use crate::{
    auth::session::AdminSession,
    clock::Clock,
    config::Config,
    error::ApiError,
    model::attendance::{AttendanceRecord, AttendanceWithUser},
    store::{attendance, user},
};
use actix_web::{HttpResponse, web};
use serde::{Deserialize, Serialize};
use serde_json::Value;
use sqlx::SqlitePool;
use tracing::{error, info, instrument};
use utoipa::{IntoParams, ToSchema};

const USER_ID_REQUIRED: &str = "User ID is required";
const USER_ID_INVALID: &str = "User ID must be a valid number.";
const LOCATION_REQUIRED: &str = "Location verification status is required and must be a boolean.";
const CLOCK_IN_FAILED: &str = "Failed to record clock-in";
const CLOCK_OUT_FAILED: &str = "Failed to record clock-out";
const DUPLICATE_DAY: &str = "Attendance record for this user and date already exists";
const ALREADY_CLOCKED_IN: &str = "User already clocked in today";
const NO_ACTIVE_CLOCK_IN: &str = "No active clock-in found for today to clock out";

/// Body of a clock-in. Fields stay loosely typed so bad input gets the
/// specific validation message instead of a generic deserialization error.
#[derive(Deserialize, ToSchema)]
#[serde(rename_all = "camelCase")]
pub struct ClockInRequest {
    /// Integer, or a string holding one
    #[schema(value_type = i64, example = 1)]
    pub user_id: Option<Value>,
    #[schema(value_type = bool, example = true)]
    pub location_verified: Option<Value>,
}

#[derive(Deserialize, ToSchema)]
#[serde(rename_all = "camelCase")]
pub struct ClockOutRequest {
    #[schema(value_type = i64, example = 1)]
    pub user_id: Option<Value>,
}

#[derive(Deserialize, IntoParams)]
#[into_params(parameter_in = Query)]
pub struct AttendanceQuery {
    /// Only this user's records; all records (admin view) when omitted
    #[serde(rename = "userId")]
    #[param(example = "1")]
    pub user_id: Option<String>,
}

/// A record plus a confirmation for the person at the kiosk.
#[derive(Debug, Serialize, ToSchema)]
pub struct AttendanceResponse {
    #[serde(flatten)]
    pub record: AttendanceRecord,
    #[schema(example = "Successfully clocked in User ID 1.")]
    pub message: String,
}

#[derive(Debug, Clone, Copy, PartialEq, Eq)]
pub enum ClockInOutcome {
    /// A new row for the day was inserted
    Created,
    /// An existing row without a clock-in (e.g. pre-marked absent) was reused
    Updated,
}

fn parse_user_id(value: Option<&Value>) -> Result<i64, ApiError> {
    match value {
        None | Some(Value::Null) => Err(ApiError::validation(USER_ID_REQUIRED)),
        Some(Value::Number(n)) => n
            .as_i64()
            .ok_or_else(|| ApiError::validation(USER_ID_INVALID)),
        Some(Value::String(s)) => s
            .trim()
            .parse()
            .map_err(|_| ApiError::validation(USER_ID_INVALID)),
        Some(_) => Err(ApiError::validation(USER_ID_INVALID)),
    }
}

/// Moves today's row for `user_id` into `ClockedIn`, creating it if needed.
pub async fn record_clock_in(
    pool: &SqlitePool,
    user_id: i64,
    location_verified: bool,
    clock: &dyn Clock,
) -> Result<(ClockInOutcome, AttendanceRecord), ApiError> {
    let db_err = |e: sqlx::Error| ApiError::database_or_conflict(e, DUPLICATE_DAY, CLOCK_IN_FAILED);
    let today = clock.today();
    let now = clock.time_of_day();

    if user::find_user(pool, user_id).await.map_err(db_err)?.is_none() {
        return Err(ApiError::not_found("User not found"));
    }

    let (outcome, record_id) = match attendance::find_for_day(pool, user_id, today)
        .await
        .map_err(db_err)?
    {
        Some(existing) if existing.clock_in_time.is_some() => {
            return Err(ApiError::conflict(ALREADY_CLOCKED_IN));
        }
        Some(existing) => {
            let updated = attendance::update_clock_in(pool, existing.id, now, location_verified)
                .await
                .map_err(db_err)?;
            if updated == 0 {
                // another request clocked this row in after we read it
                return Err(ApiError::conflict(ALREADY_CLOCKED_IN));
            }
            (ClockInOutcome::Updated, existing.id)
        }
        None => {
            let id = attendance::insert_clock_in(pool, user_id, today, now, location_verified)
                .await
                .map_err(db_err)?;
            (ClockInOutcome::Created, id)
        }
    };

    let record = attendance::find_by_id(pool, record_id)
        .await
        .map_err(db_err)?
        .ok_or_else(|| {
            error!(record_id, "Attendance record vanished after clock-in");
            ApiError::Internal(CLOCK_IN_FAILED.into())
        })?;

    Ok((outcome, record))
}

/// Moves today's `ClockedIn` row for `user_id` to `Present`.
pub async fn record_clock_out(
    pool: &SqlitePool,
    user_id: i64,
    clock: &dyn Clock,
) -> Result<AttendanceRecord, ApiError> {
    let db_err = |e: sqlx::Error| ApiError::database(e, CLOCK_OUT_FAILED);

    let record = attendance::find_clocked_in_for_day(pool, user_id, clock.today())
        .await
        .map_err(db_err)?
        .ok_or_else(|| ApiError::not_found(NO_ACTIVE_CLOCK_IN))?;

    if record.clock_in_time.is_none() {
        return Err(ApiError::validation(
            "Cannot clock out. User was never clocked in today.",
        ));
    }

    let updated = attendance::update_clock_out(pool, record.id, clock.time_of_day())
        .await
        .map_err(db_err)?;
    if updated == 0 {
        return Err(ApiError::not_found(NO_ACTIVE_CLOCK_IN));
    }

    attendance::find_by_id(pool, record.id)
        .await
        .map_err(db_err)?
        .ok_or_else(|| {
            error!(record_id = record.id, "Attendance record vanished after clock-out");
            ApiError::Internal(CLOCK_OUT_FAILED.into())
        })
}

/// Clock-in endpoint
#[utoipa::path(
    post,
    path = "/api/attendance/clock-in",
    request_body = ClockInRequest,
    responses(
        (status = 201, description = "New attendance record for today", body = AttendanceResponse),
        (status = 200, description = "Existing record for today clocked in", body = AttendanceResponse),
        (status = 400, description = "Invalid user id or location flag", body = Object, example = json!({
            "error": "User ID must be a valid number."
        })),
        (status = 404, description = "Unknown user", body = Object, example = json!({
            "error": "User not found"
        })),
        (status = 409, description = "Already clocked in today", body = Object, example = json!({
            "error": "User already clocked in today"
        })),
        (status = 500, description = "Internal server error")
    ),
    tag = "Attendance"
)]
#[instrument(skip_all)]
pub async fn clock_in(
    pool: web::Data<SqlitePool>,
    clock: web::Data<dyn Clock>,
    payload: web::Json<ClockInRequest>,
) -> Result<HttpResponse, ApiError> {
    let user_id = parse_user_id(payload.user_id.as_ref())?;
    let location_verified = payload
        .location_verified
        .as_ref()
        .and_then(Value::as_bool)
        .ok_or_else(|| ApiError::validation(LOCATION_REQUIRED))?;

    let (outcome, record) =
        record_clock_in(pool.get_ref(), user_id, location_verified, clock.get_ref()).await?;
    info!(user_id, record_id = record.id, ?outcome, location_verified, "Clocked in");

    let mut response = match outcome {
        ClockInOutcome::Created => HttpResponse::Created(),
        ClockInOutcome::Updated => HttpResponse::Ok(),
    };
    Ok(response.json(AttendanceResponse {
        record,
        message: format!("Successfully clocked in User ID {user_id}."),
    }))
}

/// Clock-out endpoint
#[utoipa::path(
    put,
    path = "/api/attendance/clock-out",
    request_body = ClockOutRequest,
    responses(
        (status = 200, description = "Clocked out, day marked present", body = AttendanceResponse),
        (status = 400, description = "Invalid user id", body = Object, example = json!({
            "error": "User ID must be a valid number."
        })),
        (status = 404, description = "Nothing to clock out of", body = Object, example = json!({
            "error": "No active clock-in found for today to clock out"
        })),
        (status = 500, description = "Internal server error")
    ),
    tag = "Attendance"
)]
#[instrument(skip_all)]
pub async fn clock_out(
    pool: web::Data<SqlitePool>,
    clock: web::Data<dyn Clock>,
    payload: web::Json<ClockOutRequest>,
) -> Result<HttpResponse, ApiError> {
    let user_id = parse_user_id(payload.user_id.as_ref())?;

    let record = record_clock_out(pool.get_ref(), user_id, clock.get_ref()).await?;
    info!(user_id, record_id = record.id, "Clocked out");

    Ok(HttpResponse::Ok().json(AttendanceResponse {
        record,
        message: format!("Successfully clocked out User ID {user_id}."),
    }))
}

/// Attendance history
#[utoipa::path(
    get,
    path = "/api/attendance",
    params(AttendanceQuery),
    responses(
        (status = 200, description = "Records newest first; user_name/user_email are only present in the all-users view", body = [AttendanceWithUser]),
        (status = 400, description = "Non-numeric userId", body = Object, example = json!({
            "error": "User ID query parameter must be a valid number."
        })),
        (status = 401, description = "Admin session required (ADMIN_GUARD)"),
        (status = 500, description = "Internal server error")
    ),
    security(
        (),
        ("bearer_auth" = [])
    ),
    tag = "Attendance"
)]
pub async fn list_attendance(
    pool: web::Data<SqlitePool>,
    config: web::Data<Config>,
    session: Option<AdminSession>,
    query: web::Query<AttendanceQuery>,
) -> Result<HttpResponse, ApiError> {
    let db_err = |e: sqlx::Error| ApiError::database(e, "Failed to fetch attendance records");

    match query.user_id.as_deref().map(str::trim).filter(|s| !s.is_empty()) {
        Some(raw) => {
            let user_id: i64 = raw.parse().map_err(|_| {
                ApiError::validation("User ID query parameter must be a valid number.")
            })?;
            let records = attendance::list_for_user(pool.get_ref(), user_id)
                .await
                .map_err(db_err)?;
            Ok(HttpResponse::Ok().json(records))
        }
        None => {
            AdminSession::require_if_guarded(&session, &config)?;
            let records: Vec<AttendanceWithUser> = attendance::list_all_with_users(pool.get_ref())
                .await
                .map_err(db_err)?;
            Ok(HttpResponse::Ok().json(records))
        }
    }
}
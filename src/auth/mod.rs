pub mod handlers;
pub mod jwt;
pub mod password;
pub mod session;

§ §

*Work required*: Looking over the records, find each line with the word "AttendanceQuery" and copy it.

*Completed exercise*:
pub struct AttendanceQuery {
    params(AttendanceQuery),
    query: web::Query<AttendanceQuery>,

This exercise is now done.